━━━━━ Listed entries ━━━━━

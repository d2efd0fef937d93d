//! Storage Backend Module
//!
//! Raw string-keyed byte stores used by the persistent cache.

use std::collections::HashMap;
use std::io::ErrorKind;
use std::path::{Path, PathBuf};
use std::process;
use std::sync::atomic::{AtomicU64, Ordering};

use async_trait::async_trait;
use sha2::{Digest, Sha256};
use tokio::fs;
use tokio::sync::RwLock;
use tracing::{debug, info};

use crate::error::BackendError;

// == Storage Backend ==
/// Raw asynchronous key-value storage over opaque payloads.
///
/// A missing key is a normal outcome: `read` returns `Ok(None)` and `delete`
/// returns `Ok(())`. Only genuine storage failures are errors.
#[async_trait]
pub trait StorageBackend: Send + Sync {
    /// A name for tracing.
    fn name(&self) -> &'static str;

    /// Reads the payload stored under `key`.
    async fn read(&self, key: &str) -> Result<Option<Vec<u8>>, BackendError>;

    /// Stores `payload` under `key`, replacing any previous payload.
    async fn write(&self, key: &str, payload: Vec<u8>) -> Result<(), BackendError>;

    /// Deletes whatever is stored under `key`.
    async fn delete(&self, key: &str) -> Result<(), BackendError>;
}

// == File Backend ==
/// Longest hex file stem used as-is; longer keys are hashed.
const MAX_PLAIN_STEM: usize = 200;

/// Length of the hex key prefix kept in a hashed file stem.
const HASHED_STEM_PREFIX: usize = 64;

static STAGING_SEQ: AtomicU64 = AtomicU64::new(0);

/// Device-local storage with one file per key under a root directory.
///
/// File names are the hex encoding of the key bytes. Keys too long for that
/// to fit a file name are named by a hex prefix plus the SHA-256 of the
/// whole key instead. Every file starts with the key it belongs to, and
/// a file holding another key is treated as absent.
#[derive(Debug, Clone)]
pub struct FileBackend {
    root: PathBuf,
}

impl FileBackend {
    /// Opens (creating if needed) a storage directory.
    pub async fn open(root: impl Into<PathBuf>) -> Result<Self, BackendError> {
        let root = root.into();
        fs::create_dir_all(&root).await?;
        info!("File storage opened at {}", root.display());
        Ok(Self { root })
    }

    /// Returns the storage directory.
    pub fn root(&self) -> &Path {
        &self.root
    }

    fn entry_path(&self, key: &str) -> PathBuf {
        let mut stem = hex(key.as_bytes());
        if stem.len() > MAX_PLAIN_STEM {
            stem.truncate(HASHED_STEM_PREFIX);
            stem.push('-');
            stem.push_str(&hex(&Sha256::digest(key.as_bytes())));
        }
        self.root.join(format!("{stem}.entry"))
    }

    /// Reads the entry file at `path` and splits it into key and payload.
    async fn read_entry(&self, path: &Path) -> Result<Option<(String, Vec<u8>)>, BackendError> {
        let bytes = match fs::read(path).await {
            Ok(bytes) => bytes,
            Err(e) if e.kind() == ErrorKind::NotFound => return Ok(None),
            Err(e) => return Err(e.into()),
        };

        let (owner, payload) = split_entry(&bytes).ok_or_else(|| BackendError::Malformed {
            path: path.to_path_buf(),
        })?;
        Ok(Some((owner.to_string(), payload.to_vec())))
    }
}

fn hex(bytes: &[u8]) -> String {
    bytes.iter().map(|b| format!("{b:02x}")).collect()
}

/// Lays out an entry file: key length (u64 big-endian), key bytes, payload.
fn join_entry(key: &str, payload: &[u8]) -> Vec<u8> {
    let mut bytes = Vec::with_capacity(8 + key.len() + payload.len());
    bytes.extend_from_slice(&(key.len() as u64).to_be_bytes());
    bytes.extend_from_slice(key.as_bytes());
    bytes.extend_from_slice(payload);
    bytes
}

fn split_entry(bytes: &[u8]) -> Option<(&str, &[u8])> {
    let header: [u8; 8] = bytes.get(..8)?.try_into().ok()?;
    let key_len = usize::try_from(u64::from_be_bytes(header)).ok()?;
    let rest = &bytes[8..];
    let key = rest.get(..key_len)?;
    Some((std::str::from_utf8(key).ok()?, &rest[key_len..]))
}

#[async_trait]
impl StorageBackend for FileBackend {
    fn name(&self) -> &'static str {
        "file"
    }

    async fn read(&self, key: &str) -> Result<Option<Vec<u8>>, BackendError> {
        match self.read_entry(&self.entry_path(key)).await? {
            Some((owner, payload)) if owner == key => Ok(Some(payload)),
            Some((owner, _)) => {
                debug!(key, owner = %owner, "file backend name collision");
                Ok(None)
            }
            None => Ok(None),
        }
    }

    async fn write(&self, key: &str, payload: Vec<u8>) -> Result<(), BackendError> {
        let path = self.entry_path(key);
        let seq = STAGING_SEQ.fetch_add(1, Ordering::Relaxed);
        let staging = path.with_extension(format!("{}-{seq}.tmp", process::id()));

        // Readers only ever see a complete file
        let bytes = join_entry(key, &payload);
        let staged = match fs::write(&staging, &bytes).await {
            Ok(()) => fs::rename(&staging, &path).await,
            Err(e) => Err(e),
        };
        if let Err(e) = staged {
            let _ = fs::remove_file(&staging).await;
            return Err(e.into());
        }

        debug!(key, bytes = payload.len(), "file backend write");
        Ok(())
    }

    async fn delete(&self, key: &str) -> Result<(), BackendError> {
        let path = self.entry_path(key);
        match self.read_entry(&path).await {
            Ok(None) => return Ok(()),
            Ok(Some((owner, _))) if owner != key => return Ok(()),
            // Unreadable entries still belong to whoever maps here
            Ok(Some(_)) | Err(BackendError::Malformed { .. }) => {}
            Err(e) => return Err(e),
        }

        match fs::remove_file(&path).await {
            Ok(()) => Ok(()),
            Err(e) if e.kind() == ErrorKind::NotFound => Ok(()),
            Err(e) => Err(e.into()),
        }
    }
}

// == Volatile Backend ==
/// Backend that keeps payloads in process memory.
///
/// Same contract as [`FileBackend`] without touching the disk; data is lost
/// when the process exits.
#[derive(Debug, Default)]
pub struct VolatileBackend {
    payloads: RwLock<HashMap<String, Vec<u8>>>,
}

impl VolatileBackend {
    pub fn new() -> Self {
        Self::default()
    }

    /// Returns the raw physical keys currently stored.
    pub async fn keys(&self) -> Vec<String> {
        self.payloads.read().await.keys().cloned().collect()
    }
}

#[async_trait]
impl StorageBackend for VolatileBackend {
    fn name(&self) -> &'static str {
        "volatile"
    }

    async fn read(&self, key: &str) -> Result<Option<Vec<u8>>, BackendError> {
        Ok(self.payloads.read().await.get(key).cloned())
    }

    async fn write(&self, key: &str, payload: Vec<u8>) -> Result<(), BackendError> {
        self.payloads.write().await.insert(key.to_string(), payload);
        Ok(())
    }

    async fn delete(&self, key: &str) -> Result<(), BackendError> {
        self.payloads.write().await.remove(key);
        Ok(())
    }
}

━━━━━

Search the lines above for the string "const" and copy each line that has it.

const MAX_PLAIN_STEM: usize = 200;
const HASHED_STEM_PREFIX: usize = 64;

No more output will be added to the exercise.